Tuesday, February 26, 2013

Observing and Interacting with Families


The person I interacted with was one of the parents and her name is Amy. She has a child with special needs that was non-verbal until recently, with other developmental delays. The child did not speak, she just pointed to what she wanted and made sounds, she lack self-help skills and has low muscle tone which cause her to shake. The child is now enrolled in Head Start 75% of the school and the other 25% is spent in an ESE classroom. Before she started Head Start she was full time in the ESE classroom. The mother said she is extremely happy with the progress that the child has made since being in the Head Start program. Because not only is she talking more, she can have a simple conversation with her. She said that her daughter comes home from school and talks about random things, or things she thought to be random until she spoke with the teachers and found out that the child was talking about a story that was read to her that day. She said that with the teachers from both classrooms working together with the speech pathologist, her daughter has come a long way since last school year.
I asked her about her thoughts on advocacy in early literacy, and she informed me that she was not involved in any advocacy work at this time but she was very interested. She also told me that she does her part in helping the teachers and other parents by finding websites with literacy activities and other resources and give the list to the teachers to distribute to the parents and she donates electronic learning games and videos to her child’s classrooms. She also said early literacy is not just about learning to read and write, but it is also about learning to communicate. She was very happy that her child is communicating with more words instead of one word utterances.
Insights I have gained from the conversation I had with this parent is that having open communication with parents is very important. The parents need to be comfortable enough to open up to ask for help. I have parents of children in my classroom right now who are here illegally. They are most worried that we will call the immigration office on them. So, I feel that when you communicate with the parents and assure them that you are here to help them to help their children and nothing else, then that is a starting point for building communication and trust.

9 comments:

  1. So many of our ELL families are very worried about the issue of immigration.
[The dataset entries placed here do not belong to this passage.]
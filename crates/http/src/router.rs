//! Router builder for the hotelpress HTTP server

use axum::{extract::Request, http::HeaderValue, routing::get, Router};
use std::time::Duration;
use tower_http::{
    cors::{Any, CorsLayer},
    request_id::{MakeRequestId, PropagateRequestIdLayer, RequestId, SetRequestIdLayer},
    timeout::TimeoutLayer,
    trace::{DefaultMakeSpan, DefaultOnRequest, DefaultOnResponse, TraceLayer},
};
use uuid::{Timestamp, Uuid};

use hotelpress_kernel::ModuleRegistry;

/// Builder for constructing the main HTTP router
pub struct RouterBuilder {
    router: Router,
}

impl RouterBuilder {
    /// Create a new router builder
    pub fn new() -> Self {
        Self {
            router: Router::new(),
        }
    }

    /// Add a route to the router
    pub fn route(mut self, path: &str, route: axum::routing::MethodRouter) -> Self {
        self.router = self.router.route(path, route);
        self
    }

    /// Mount a module's router under `/api/{module_name}`
    pub fn mount_module(mut self, module_name: &str, module_router: Router) -> Self {
        let api_path = format!("/api/{}", module_name);
        self.router = self.router.nest(&api_path, module_router);
        self
    }

    /// Add tracing middleware
    pub fn with_tracing(mut self) -> Self {
        self.router = self.router.layer(
            TraceLayer::new_for_http()
                .make_span_with(DefaultMakeSpan::new().include_headers(false))
                .on_request(DefaultOnRequest::new().level(tracing::Level::INFO))
                .on_response(DefaultOnResponse::new().level(tracing::Level::INFO)),
        );
        self
    }

    /// Add CORS middleware
    pub fn with_cors(mut self) -> Self {
        self.router = self.router.layer(
            CorsLayer::new()
                .allow_origin(Any)
                .allow_methods(Any)
                .allow_headers(Any),
        );
        self
    }

    /// Add request ID middleware; ids are UUIDv7 and echoed on the response
    pub fn with_request_id(mut self) -> Self {
        self.router = self
            .router
            .layer(PropagateRequestIdLayer::x_request_id())
            .layer(SetRequestIdLayer::x_request_id(MakeRequestUuidV7));
        self
    }

    /// Add timeout middleware
    pub fn with_timeout(mut self, timeout_ms: u64) -> Self {
        self.router = self
            .router
            .layer(TimeoutLayer::new(Duration::from_millis(timeout_ms)));
        self
    }

    /// Serve the merged OpenAPI document of all modules at `/docs/openapi.json`
    pub fn with_openapi(mut self, registry: &ModuleRegistry) -> Self {
        let openapi_spec = merged_openapi(registry);

        self.router = self.router.route(
            "/docs/openapi.json",
            get(move || async move { axum::Json(openapi_spec.clone()) }),
        );

        self
    }

    /// Build the final router
    pub fn build(self) -> Router {
        self.router
    }
}

impl Default for RouterBuilder {
    fn default() -> Self {
        Self::new()
    }
}

/// Merge every module's OpenAPI fragment into one document.
///
/// The result is round-tripped through `utoipa`'s typed model so a malformed
/// fragment degrades to a bare document instead of serving invalid JSON.
pub fn merged_openapi(registry: &ModuleRegistry) -> utoipa::openapi::OpenApi {
    let mut openapi_spec = serde_json::json!({
        "openapi": "3.1.0",
        "info": {
            "title": "hotelpress API",
            "version": env!("CARGO_PKG_VERSION"),
            "description": "Hotel article publishing"
        },
        "paths": {},
        "components": {
            "schemas": {}
        }
    });

    openapi_spec["components"]["schemas"]["ErrorResponse"] = serde_json::json!({
        "type": "object",
        "properties": {
            "success": { "type": "boolean" },
            "error": {
                "type": "object",
                "properties": {
                    "status": { "type": "integer" },
                    "code": { "type": "string" },
                    "message": { "type": "string" },
                    "details": { "type": "array", "items": { "type": "object" } },
                    "trace_id": { "type": "string" },
                    "timestamp": { "type": "string" }
                },
                "required": ["status", "code", "message", "trace_id", "timestamp"]
            }
        },
        "required": ["success", "error"]
    });

    openapi_spec["paths"]["/healthz"] = serde_json::json!({
        "get": {
            "summary": "Health check",
            "responses": {
                "200": {
                    "description": "OK",
                    "content": { "text/plain": { "schema": { "type": "string" } } }
                }
            }
        }
    });

    for module in registry.modules() {
        let Some(module_spec) = module.openapi() else {
            continue;
        };

        if let Some(paths) = module_spec.get("paths").and_then(|p| p.as_object()) {
            for (path, path_item) in paths {
                let prefixed_path = format!("/api/{}{}", module.name(), path);
                openapi_spec["paths"][prefixed_path] = path_item.clone();
            }
        }

        if let Some(schemas) = module_spec
            .get("components")
            .and_then(|c| c.get("schemas"))
            .and_then(|s| s.as_object())
        {
            for (schema_name, schema_def) in schemas {
                openapi_spec["components"]["schemas"][schema_name] = schema_def.clone();
            }
        }
    }

    serde_json::from_value(openapi_spec).unwrap_or_else(|e| {
        tracing::warn!(error = %e, "module OpenAPI fragments did not merge into a valid document");
        utoipa::openapi::OpenApiBuilder::new()
            .info(
                utoipa::openapi::InfoBuilder::new()
                    .title("hotelpress API")
                    .version(env!("CARGO_PKG_VERSION"))
                    .build(),
            )
            .build()
    })
}

/// Request ID generator for tracing
#[derive(Clone)]
struct MakeRequestUuidV7;

impl MakeRequestId for MakeRequestUuidV7 {
    fn make_request_id<B>(&mut self, _request: &Request<B>) -> Option<RequestId> {
        let timestamp = Timestamp::now(uuid::NoContext);
        let request_id = Uuid::new_v7(timestamp)
            .to_string()
            .parse::<HeaderValue>()
            .ok()?;
        Some(RequestId::new(request_id))
    }
}

#[cfg(test)]
mod tests {
    use super::*;
    use async_trait::async_trait;
    use axum::{body::Body, http::StatusCode};
    use hotelpress_kernel::Module;
    use std::sync::Arc;
    use tower::ServiceExt;

    struct DocumentedModule;

    #[async_trait]
    impl Module for DocumentedModule {
        fn name(&self) -> &'static str {
            "documented"
        }

        fn routes(&self) -> Router {
            Router::new().route("/ping", get(|| async { "pong" }))
        }

        fn openapi(&self) -> Option<serde_json::Value> {
            Some(serde_json::json!({
                "paths": {
                    "/ping": {
                        "get": {
                            "summary": "Ping",
                            "responses": { "200": { "description": "OK" } }
                        }
                    }
                },
                "components": { "schemas": { "Pong": { "type": "string" } } }
            }))
        }
    }

    fn registry() -> ModuleRegistry {
        let mut registry = ModuleRegistry::new();
        registry.register(Arc::new(DocumentedModule));
        registry
    }

    #[tokio::test]
    async fn test_module_mounting() {
        let module_router = Router::new().route("/", get(|| async { "module" }));

        let router = RouterBuilder::new()
            .mount_module("test", module_router)
            .build();

        let response = router
            .oneshot(axum::http::Request::get("/api/test").body(Body::empty()).unwrap())
            .await
            .unwrap();
        assert_eq!(response.status(), StatusCode::OK);
    }

    #[tokio::test]
    async fn test_middleware_chain_sets_request_id() {
        let router = RouterBuilder::new()
            .route("/health", get(|| async { "ok" }))
            .with_tracing()
            .with_cors()
            .with_request_id()
            .with_timeout(5000)
            .build();

        let response = router
            .oneshot(axum::http::Request::get("/health").body(Body::empty()).unwrap())
            .await
            .unwrap();

        assert_eq!(response.status(), StatusCode::OK);
        let request_id = response.headers().get("x-request-id").unwrap();
        assert_eq!(
            Uuid::parse_str(request_id.to_str().unwrap())
                .unwrap()
                .get_version_num(),
            7
        );
    }

    #[test]
    fn test_openapi_merges_module_paths() {
        let spec = serde_json::to_value(merged_openapi(&registry())).unwrap();

        assert!(spec["paths"]["/api/documented/ping"]["get"].is_object());
        assert!(spec["paths"]["/healthz"].is_object());
        assert!(spec["components"]["schemas"]["Pong"].is_object());
        assert!(spec["components"]["schemas"]["ErrorResponse"].is_object());
    }

    #[tokio::test]
    async fn test_openapi_route() {
        let router = RouterBuilder::new().with_openapi(&registry()).build();

        let response = router
            .oneshot(
                axum::http::Request::get("/docs/openapi.json")
                    .body(Body::empty())
                    .unwrap(),
            )
            .await
            .unwrap();
        assert_eq!(response.status(), StatusCode::OK);
    }
}
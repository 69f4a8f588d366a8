use async_trait::async_trait;
use axum::Router;

/// Context provided to modules during initialization
pub struct InitCtx<'a> {
    pub settings: &'a crate::settings::Settings,
}

/// Contract every hotelpress module implements
#[async_trait]
pub trait Module: Sync + Send {
    /// Unique name for this module
    fn name(&self) -> &'static str;

    /// Initialize the module with the provided context
    /// Called during application startup, before the server binds
    async fn init(&self, _ctx: &InitCtx<'_>) -> anyhow::Result<()> {
        Ok(())
    }

    /// Return the Axum router for this module's routes
    /// Routes will be mounted under `/api/{module_name}`
    fn routes(&self) -> Router {
        Router::new()
    }

    /// Return OpenAPI specification fragment for this module as JSON
    /// Will be merged with other modules' specs
    fn openapi(&self) -> Option<serde_json::Value> {
        None
    }

    /// Called once every module is initialized
    async fn start(&self, _ctx: &InitCtx<'_>) -> anyhow::Result<()> {
        Ok(())
    }

    /// Stop the module and clean up resources
    /// Called during application shutdown
    async fn stop(&self) -> anyhow::Result<()> {
        Ok(())
    }
}
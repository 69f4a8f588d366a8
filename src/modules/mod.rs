pub mod publishing;

use hotelpress_kernel::{ModuleRegistry, Settings};

/// Register all project-specific modules with the registry
pub fn register_all(registry: &mut ModuleRegistry, settings: &Settings) -> anyhow::Result<()> {
    registry.register(publishing::create_module(settings)?);
    Ok(())
}
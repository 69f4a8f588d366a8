use anyhow::Context;
use std::sync::Arc;

use crate::module::{InitCtx, Module};

/// Module registry driving the init/start/stop lifecycle in registration order
pub struct ModuleRegistry {
    modules: Vec<Arc<dyn Module>>,
}

impl ModuleRegistry {
    /// Create a new module registry
    pub fn new() -> Self {
        Self {
            modules: Vec::new(),
        }
    }

    /// Register a module with the registry
    pub fn register(&mut self, module: Arc<dyn Module>) {
        self.modules.push(module);
    }

    /// Get all registered modules
    pub fn modules(&self) -> impl Iterator<Item = &Arc<dyn Module>> {
        self.modules.iter()
    }

    /// Get a module by name
    pub fn get_module(&self, name: &str) -> Option<&Arc<dyn Module>> {
        self.modules.iter().find(|module| module.name() == name)
    }

    /// Get the number of registered modules
    pub fn len(&self) -> usize {
        self.modules.len()
    }

    pub fn is_empty(&self) -> bool {
        self.modules.is_empty()
    }

    /// Initialize modules in registration order
    pub async fn init_modules(&self, ctx: &InitCtx<'_>) -> anyhow::Result<()> {
        tracing::info!("initializing {} modules", self.modules.len());

        for module in &self.modules {
            tracing::info!(module = module.name(), "initializing module");

            module
                .init(ctx)
                .await
                .with_context(|| format!("failed to initialize module '{}'", module.name()))?;
        }

        Ok(())
    }

    /// Start modules in registration order
    pub async fn start_modules(&self, ctx: &InitCtx<'_>) -> anyhow::Result<()> {
        for module in &self.modules {
            tracing::info!(module = module.name(), "starting module");

            module
                .start(ctx)
                .await
                .with_context(|| format!("failed to start module '{}'", module.name()))?;
        }

        Ok(())
    }

    /// Stop modules in reverse registration order
    pub async fn stop_modules(&self) -> anyhow::Result<()> {
        tracing::info!("stopping {} modules", self.modules.len());

        for module in self.modules.iter().rev() {
            tracing::info!(module = module.name(), "stopping module");

            module
                .stop()
                .await
                .with_context(|| format!("failed to stop module '{}'", module.name()))?;
        }

        Ok(())
    }
}

impl Default for ModuleRegistry {
    fn default() -> Self {
        Self::new()
    }
}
Again, we can go on and on about the educational system in the U.S. however there is no where in the world that provides education for ALL even if they are not citizens. Was the child, Amy, identified with special needs?

    ReplyDelete
    Replies
    1. The child was identified to be Hyper-tonic with low muscle tone. She is ridged and she shakes a lot, she also have developmental delays. The mother said she had difficulties during child birth. The cord was wrapped around the baby's neck and cut off her air supply.

      Delete
  2. I really enjoyed your post, and it seems like you had a really good experience with the parent, and she gave you some great information. The trend that I see among many of the post is that parents want to learn, and want to be communicated with about their child. This parent seems like a great resource to the teachers, and it almost seems like she is advocating for Literacy. Do you feel like your conversation with the parent helped you?

    ReplyDelete
    Replies
    1. I agree, they want to learn but they are afraid. I try to point them in the right direction by giving them resources that they need and Amy has been very helpful also.

      Delete
  3. Hello Rosalie,
    I enjoyed reading about your interview. Maintaining ongoing communication with families is so critical. As you mentioned families need to feel comfortable enough to ask for help, and they need to know that if they do ask for help, that their issues will be kept confidential. Many times families just need someone they can trust and talk too, until they make a decision on how they are going to deal with things; whatever the situation maybe. I have learned that sometimes families just need to talk and express things, many times they are not looking for answers, feedback or long conversations. They already know the answer, but for whatever reason they have been unable to act. I agree that assuring families that you are there to help is a great starting point for building trusting relationships with families.

    ReplyDelete
    Replies
    1. A lot of the parents I deal with are embarrassed because they do not read. But I tell them I am not there to judge. There is an Adult Learning Center at the site that I work, with free babysitting. I tell the parents about it and the do want to learn. If they do not drive I ask around for other parents that are interested and they ride together to take the classes.

      Delete
  4. If you see this parent again please tell her, her actions are exactly what an advocate does. She is a advocate for literacy. It is great that heads art is helping her child communicate more. Verbal communication is one of the first steps to literacy development. Children must be able to express their ideas and thoughts and later learn those same ideas and thoughts can be written down to for others to read and understand.

    ReplyDelete
    Replies
    1. She definitely is an advocate. She is also taking classes to be a primary grade teacher.

      Delete
  5. Hi Rosalie!
    I agree that communication is a MUST between teachers and parents. It helps make the parents feel comfortable leaving their child at school if they trust the teacher and have a relationship with them.